EXTRACTED DATA =
◆ ◆ ◆ ◆ ◆ ◆ ◆

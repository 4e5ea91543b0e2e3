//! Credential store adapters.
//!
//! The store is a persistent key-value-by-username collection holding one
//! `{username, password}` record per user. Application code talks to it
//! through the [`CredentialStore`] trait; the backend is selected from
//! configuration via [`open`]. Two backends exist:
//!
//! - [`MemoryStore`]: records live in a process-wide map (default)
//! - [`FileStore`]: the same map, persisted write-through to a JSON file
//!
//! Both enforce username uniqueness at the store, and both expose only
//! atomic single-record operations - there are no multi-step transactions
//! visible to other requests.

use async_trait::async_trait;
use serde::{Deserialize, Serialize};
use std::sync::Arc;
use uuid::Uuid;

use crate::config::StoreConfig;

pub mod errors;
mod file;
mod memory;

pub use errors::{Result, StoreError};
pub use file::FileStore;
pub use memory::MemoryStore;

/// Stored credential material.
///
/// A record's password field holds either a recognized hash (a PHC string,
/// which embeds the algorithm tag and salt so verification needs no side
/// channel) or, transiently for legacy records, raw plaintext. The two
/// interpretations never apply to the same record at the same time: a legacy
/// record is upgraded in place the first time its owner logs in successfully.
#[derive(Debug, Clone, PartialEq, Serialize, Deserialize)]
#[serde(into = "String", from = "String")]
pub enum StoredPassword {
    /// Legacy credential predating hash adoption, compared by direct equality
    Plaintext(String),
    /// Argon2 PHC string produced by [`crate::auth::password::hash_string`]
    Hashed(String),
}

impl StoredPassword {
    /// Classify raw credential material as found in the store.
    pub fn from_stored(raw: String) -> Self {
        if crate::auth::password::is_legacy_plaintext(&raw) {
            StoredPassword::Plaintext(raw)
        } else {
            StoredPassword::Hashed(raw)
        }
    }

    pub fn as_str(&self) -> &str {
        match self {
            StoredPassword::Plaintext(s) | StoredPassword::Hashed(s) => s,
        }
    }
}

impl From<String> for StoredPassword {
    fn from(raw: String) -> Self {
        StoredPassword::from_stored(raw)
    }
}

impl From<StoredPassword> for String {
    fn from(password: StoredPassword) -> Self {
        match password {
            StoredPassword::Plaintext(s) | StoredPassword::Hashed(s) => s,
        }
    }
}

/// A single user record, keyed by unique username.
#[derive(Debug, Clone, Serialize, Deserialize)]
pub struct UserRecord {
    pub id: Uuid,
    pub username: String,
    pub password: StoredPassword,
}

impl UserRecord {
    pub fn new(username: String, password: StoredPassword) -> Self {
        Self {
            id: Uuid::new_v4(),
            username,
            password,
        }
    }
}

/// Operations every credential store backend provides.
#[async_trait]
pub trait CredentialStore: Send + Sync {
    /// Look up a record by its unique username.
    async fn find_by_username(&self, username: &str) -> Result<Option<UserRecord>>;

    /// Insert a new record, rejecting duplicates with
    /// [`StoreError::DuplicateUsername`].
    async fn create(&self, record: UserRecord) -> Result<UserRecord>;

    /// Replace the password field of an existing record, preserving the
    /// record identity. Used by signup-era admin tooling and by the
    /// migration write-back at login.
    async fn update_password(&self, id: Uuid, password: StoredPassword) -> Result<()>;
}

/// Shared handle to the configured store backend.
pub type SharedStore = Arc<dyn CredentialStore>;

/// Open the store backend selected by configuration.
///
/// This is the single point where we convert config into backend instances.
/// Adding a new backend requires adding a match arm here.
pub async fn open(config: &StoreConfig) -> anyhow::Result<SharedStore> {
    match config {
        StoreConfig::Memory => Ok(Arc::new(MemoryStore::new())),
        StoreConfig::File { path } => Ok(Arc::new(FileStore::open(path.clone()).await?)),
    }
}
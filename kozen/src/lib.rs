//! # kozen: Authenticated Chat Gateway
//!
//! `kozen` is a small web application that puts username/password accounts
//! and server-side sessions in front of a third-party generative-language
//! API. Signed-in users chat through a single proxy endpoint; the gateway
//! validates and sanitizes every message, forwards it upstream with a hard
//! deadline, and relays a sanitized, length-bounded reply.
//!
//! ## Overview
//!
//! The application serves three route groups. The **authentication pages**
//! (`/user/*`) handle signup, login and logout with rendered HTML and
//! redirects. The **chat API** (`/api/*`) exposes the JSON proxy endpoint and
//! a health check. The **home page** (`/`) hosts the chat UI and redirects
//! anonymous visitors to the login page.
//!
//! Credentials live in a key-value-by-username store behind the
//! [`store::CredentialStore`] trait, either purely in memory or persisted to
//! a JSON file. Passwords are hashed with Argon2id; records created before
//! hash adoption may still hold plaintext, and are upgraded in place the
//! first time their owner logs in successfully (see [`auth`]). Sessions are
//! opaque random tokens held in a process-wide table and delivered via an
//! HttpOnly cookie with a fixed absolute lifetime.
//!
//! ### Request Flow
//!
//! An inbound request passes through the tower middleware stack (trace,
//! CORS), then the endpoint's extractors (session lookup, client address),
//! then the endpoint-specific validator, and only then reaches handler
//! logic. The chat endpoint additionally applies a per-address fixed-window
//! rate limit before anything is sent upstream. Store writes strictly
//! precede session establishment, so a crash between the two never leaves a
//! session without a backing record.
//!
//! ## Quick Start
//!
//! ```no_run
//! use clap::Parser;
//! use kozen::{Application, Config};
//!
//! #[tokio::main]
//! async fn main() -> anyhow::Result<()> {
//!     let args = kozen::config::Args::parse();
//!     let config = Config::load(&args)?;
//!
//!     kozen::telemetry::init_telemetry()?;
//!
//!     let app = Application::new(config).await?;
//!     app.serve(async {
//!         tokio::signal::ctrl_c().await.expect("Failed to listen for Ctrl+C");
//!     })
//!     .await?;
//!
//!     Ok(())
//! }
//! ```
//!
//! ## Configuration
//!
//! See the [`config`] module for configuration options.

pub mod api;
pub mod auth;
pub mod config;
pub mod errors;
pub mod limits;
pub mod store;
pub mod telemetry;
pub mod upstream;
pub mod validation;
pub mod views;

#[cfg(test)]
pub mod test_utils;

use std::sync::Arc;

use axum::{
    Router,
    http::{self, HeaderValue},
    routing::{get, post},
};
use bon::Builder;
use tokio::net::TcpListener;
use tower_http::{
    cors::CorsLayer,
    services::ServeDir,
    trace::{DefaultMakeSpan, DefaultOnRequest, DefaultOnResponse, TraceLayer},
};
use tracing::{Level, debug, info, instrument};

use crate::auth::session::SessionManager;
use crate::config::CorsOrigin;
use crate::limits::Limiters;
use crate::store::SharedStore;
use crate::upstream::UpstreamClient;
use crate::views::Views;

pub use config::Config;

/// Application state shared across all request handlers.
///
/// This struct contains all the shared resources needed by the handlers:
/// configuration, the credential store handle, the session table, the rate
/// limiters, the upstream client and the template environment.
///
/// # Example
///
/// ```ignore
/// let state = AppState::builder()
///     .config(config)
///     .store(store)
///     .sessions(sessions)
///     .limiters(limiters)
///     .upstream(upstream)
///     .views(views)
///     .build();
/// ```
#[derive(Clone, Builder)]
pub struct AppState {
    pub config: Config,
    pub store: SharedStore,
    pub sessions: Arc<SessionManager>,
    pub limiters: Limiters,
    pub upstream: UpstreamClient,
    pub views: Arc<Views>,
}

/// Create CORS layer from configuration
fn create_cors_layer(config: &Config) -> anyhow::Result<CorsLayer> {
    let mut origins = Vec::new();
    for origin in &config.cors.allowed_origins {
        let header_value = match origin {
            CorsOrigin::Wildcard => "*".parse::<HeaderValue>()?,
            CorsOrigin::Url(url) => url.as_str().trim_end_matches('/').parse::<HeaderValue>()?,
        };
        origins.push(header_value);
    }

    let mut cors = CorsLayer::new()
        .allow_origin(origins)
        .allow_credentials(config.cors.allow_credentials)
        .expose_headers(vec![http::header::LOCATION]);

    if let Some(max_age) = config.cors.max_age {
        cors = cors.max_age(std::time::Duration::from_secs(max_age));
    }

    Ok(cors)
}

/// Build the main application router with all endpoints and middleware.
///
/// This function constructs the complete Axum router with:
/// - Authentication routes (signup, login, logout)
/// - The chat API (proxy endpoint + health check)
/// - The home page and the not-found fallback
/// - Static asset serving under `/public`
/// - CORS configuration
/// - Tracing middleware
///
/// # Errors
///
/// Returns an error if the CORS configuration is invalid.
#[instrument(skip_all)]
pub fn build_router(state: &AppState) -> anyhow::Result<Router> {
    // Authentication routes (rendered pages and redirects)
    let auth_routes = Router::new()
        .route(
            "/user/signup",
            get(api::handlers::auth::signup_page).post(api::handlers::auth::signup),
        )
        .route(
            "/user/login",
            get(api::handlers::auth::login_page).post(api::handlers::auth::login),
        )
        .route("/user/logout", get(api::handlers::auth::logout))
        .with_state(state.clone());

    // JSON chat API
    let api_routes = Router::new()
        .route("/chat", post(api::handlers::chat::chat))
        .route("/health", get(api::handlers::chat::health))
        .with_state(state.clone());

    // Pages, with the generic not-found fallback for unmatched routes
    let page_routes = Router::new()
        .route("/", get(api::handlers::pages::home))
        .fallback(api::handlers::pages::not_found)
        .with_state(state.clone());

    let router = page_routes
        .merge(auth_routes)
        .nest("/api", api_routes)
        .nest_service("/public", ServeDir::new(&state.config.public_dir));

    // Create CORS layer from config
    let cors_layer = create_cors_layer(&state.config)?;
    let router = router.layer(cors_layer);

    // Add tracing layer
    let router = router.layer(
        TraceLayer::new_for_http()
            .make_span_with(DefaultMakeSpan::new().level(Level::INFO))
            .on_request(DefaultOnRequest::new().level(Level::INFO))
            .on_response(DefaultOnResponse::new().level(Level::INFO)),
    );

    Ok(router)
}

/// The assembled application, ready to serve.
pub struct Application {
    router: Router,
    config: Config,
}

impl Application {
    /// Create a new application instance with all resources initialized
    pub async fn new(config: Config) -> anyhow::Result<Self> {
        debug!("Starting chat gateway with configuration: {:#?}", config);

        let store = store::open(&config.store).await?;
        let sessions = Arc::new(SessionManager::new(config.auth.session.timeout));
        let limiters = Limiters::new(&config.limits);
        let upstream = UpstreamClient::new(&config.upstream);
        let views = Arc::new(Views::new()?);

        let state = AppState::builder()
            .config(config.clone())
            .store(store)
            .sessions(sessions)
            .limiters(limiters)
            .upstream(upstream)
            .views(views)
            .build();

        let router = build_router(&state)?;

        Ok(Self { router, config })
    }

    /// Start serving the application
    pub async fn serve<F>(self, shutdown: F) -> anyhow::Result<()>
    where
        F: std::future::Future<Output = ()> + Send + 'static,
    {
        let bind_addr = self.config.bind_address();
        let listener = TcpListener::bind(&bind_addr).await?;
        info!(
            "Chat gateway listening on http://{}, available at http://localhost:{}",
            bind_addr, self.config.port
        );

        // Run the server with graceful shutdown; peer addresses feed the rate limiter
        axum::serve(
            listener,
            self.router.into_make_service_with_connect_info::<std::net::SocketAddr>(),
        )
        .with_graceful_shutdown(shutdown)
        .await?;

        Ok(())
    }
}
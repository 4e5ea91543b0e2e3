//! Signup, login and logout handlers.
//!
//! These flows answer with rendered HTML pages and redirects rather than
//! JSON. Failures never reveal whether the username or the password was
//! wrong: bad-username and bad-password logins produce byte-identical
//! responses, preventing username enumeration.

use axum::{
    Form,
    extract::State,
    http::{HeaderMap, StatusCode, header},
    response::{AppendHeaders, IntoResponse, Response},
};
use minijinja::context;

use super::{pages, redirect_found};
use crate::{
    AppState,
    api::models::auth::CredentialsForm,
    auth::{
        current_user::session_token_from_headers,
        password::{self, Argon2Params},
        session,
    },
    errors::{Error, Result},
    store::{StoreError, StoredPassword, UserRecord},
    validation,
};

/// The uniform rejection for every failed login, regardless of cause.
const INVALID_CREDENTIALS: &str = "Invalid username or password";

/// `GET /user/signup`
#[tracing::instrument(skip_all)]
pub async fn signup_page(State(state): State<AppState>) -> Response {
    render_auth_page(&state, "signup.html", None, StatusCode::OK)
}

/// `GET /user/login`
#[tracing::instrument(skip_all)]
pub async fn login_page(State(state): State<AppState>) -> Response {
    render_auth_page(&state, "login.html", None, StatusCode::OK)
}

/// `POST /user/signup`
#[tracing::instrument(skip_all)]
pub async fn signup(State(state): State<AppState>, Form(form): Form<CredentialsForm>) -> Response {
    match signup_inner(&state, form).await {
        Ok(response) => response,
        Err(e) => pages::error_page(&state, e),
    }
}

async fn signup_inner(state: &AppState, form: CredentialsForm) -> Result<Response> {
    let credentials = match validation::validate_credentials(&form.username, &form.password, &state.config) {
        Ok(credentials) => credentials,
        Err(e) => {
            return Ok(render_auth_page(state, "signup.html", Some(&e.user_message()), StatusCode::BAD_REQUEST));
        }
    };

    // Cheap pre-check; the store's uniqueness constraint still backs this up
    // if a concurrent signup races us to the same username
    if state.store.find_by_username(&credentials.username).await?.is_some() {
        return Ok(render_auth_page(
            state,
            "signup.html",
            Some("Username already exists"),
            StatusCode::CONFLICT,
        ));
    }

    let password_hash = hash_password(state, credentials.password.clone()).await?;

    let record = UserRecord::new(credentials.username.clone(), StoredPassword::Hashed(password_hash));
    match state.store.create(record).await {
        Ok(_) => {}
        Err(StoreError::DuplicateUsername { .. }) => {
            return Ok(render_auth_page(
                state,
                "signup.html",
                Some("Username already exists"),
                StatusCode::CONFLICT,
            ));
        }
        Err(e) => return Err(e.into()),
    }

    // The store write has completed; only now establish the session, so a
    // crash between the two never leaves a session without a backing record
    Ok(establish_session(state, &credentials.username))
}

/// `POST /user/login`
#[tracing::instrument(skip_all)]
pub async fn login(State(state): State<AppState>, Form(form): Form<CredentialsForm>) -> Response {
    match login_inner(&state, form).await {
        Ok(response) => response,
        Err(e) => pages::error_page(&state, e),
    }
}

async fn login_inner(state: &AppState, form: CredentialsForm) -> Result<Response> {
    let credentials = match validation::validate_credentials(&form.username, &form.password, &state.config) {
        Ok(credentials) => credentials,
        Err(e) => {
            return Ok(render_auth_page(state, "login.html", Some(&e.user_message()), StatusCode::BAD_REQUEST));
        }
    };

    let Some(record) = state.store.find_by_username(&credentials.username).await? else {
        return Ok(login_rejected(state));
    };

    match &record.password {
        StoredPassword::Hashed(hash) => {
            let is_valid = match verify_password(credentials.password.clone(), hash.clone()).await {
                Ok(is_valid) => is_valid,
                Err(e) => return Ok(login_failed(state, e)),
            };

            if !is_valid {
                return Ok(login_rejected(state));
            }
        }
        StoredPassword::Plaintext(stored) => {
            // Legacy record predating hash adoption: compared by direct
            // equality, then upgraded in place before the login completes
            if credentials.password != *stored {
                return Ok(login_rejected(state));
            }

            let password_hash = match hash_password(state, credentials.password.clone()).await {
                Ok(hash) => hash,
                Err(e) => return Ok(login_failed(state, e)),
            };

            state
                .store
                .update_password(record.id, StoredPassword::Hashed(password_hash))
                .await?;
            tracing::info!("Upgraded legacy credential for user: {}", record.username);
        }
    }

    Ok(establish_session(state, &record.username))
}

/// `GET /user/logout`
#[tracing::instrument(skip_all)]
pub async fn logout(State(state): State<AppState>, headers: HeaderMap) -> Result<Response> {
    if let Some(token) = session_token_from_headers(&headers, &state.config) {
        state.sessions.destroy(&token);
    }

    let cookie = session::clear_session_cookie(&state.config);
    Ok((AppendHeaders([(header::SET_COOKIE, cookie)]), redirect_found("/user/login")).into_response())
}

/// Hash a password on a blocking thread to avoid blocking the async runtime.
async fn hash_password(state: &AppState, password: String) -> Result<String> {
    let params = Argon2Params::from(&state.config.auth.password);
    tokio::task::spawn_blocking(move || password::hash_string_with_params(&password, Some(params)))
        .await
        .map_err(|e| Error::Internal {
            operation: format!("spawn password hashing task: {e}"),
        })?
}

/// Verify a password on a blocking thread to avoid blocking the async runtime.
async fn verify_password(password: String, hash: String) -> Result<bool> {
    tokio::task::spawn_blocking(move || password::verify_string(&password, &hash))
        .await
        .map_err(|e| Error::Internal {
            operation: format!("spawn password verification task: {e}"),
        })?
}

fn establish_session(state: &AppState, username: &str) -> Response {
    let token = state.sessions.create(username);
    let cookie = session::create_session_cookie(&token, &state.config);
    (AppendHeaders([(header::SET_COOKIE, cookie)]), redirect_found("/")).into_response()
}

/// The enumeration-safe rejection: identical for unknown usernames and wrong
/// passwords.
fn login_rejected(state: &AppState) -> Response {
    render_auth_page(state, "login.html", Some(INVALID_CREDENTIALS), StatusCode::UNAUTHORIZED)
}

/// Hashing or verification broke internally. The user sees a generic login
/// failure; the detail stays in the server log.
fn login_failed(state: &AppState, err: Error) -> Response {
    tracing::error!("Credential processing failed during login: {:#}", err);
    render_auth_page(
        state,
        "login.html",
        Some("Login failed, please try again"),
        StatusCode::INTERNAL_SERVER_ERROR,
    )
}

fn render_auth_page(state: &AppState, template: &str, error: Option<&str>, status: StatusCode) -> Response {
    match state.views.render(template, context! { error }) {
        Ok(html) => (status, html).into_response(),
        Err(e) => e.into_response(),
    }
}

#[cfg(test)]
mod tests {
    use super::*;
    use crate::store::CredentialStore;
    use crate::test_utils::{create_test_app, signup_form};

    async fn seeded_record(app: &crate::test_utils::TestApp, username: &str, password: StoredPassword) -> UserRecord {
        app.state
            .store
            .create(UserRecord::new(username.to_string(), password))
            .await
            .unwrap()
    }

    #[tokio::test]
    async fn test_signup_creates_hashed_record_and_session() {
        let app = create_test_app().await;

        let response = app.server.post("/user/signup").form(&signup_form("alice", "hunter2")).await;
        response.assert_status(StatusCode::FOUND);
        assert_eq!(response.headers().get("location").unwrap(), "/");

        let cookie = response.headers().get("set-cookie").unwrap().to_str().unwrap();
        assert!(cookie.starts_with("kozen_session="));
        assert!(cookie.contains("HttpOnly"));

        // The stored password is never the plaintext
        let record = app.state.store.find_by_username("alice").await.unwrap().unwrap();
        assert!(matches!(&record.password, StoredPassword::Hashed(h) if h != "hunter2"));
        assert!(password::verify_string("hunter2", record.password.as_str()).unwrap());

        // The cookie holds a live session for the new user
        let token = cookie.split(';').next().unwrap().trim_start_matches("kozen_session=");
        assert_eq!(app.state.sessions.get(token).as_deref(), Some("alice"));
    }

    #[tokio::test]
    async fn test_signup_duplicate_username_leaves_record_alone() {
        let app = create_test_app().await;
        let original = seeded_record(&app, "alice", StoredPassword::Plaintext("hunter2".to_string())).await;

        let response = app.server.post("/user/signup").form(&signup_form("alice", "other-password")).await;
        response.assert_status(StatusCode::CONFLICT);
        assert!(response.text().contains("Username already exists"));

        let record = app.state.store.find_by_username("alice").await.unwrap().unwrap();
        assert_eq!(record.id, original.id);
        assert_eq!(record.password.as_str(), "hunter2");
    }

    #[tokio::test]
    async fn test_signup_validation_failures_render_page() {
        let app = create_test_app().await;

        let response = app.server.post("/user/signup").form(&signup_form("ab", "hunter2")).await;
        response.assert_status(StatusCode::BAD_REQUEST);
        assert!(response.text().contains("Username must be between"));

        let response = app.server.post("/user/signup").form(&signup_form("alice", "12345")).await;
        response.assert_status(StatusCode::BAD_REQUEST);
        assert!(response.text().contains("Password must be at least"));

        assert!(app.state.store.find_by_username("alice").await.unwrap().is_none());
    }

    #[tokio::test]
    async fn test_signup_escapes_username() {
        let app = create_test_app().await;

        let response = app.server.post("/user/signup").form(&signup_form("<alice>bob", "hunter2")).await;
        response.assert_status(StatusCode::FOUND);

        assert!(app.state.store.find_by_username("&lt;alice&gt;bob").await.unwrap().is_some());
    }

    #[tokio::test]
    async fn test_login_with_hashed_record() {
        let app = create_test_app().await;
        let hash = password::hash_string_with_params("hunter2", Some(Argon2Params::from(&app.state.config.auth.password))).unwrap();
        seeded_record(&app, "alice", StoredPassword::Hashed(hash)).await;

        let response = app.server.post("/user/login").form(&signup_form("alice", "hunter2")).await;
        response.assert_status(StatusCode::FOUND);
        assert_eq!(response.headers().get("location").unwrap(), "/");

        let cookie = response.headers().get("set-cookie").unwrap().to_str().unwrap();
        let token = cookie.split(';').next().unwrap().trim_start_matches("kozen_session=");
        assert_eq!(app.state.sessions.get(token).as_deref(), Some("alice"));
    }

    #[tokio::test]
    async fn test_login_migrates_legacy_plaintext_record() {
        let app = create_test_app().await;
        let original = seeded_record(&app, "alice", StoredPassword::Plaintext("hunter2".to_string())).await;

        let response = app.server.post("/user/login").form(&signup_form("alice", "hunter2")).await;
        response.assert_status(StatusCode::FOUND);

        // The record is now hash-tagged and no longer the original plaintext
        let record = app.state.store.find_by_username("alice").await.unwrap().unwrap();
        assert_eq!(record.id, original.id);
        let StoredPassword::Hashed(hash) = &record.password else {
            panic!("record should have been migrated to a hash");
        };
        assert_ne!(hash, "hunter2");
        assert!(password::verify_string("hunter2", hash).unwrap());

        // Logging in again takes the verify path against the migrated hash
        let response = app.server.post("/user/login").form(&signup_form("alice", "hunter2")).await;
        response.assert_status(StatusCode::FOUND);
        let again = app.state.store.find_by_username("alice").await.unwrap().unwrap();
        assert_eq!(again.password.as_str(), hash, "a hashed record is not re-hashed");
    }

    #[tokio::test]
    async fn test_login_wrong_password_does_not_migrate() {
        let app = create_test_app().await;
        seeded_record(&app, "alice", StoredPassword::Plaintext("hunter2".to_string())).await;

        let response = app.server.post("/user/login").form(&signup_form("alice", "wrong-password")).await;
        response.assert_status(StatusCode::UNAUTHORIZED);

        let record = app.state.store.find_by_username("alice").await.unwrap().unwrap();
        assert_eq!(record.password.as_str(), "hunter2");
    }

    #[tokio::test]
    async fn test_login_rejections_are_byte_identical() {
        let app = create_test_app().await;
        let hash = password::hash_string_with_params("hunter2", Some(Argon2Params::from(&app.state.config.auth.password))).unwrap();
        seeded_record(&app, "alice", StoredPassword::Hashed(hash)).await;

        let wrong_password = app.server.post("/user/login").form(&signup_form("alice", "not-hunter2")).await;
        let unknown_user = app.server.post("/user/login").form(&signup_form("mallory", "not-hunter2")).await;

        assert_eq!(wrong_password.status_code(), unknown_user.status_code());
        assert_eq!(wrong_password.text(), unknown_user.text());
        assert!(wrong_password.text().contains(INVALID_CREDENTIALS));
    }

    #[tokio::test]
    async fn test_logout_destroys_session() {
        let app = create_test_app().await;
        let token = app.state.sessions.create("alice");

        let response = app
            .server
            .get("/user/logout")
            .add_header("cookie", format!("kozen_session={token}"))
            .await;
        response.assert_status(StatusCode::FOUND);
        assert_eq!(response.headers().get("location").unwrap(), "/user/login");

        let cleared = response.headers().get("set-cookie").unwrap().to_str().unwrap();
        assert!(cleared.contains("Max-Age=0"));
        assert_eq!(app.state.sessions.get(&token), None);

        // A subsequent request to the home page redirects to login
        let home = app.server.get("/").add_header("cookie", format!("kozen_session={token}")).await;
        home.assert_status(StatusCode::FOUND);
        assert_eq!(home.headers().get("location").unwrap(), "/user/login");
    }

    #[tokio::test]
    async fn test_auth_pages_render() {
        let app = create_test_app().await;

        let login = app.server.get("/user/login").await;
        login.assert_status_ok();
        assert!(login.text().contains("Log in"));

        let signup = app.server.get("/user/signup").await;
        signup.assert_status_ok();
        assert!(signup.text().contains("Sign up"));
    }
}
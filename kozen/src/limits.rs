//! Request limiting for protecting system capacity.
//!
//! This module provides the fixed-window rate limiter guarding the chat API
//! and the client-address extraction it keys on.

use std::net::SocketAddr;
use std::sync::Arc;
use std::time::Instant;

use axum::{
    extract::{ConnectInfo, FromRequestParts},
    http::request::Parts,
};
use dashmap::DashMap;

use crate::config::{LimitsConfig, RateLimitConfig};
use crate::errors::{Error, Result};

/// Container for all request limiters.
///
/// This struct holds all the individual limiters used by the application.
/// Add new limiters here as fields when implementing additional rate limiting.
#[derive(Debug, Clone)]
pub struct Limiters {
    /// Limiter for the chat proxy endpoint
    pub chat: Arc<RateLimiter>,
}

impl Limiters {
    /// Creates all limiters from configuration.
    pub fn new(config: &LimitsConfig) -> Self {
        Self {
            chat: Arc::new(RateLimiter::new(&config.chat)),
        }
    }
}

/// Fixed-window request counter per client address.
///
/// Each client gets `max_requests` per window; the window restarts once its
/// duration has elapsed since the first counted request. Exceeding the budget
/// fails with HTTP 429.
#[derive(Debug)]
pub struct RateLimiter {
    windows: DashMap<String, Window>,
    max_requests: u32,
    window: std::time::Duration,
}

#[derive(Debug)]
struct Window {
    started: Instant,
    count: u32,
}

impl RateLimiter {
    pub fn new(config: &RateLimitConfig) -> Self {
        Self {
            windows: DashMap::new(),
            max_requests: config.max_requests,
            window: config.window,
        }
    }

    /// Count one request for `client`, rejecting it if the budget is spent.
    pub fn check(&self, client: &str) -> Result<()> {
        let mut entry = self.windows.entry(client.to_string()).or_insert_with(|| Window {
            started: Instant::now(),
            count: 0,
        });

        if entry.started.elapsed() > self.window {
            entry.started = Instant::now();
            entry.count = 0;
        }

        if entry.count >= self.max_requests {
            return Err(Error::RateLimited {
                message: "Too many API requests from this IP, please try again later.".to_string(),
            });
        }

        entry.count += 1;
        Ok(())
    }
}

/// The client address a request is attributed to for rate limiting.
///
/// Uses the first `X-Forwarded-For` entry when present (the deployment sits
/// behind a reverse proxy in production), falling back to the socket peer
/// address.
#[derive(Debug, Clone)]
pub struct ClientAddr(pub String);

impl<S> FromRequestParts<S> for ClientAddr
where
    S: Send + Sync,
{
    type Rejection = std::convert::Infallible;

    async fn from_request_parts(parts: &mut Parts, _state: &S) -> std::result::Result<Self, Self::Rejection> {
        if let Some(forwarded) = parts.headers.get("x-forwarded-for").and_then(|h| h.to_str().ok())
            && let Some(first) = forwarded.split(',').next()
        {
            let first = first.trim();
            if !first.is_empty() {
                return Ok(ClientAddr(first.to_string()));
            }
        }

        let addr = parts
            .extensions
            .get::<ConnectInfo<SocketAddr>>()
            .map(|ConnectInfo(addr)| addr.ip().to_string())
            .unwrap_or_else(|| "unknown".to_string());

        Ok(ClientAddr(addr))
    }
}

◆ ◆ ◆ ◆ ◆ ◆ ◆

TRY IT =
The required output is every line above from the one with "let api_routes = Router::new()" down to the one with "let store = store::open(&config.store).await?;", restated word for word, ends included.

RESPONSE TO THE TASK =
    let api_routes = Router::new()
        .route("/chat", post(api::handlers::chat::chat))
        .route("/health", get(api::handlers::chat::health))
        .with_state(state.clone());

    // Pages, with the generic not-found fallback for unmatched routes
    let page_routes = Router::new()
        .route("/", get(api::handlers::pages::home))
        .fallback(api::handlers::pages::not_found)
        .with_state(state.clone());

    let router = page_routes
        .merge(auth_routes)
        .nest("/api", api_routes)
        .nest_service("/public", ServeDir::new(&state.config.public_dir));

    // Create CORS layer from config
    let cors_layer = create_cors_layer(&state.config)?;
    let router = router.layer(cors_layer);

    // Add tracing layer
    let router = router.layer(
        TraceLayer::new_for_http()
            .make_span_with(DefaultMakeSpan::new().level(Level::INFO))
            .on_request(DefaultOnRequest::new().level(Level::INFO))
            .on_response(DefaultOnResponse::new().level(Level::INFO)),
    );

    Ok(router)
}

/// The assembled application, ready to serve.
pub struct Application {
    router: Router,
    config: Config,
}

impl Application {
    /// Create a new application instance with all resources initialized
    pub async fn new(config: Config) -> anyhow::Result<Self> {
        debug!("Starting chat gateway with configuration: {:#?}", config);

        let store = store::open(&config.store).await?;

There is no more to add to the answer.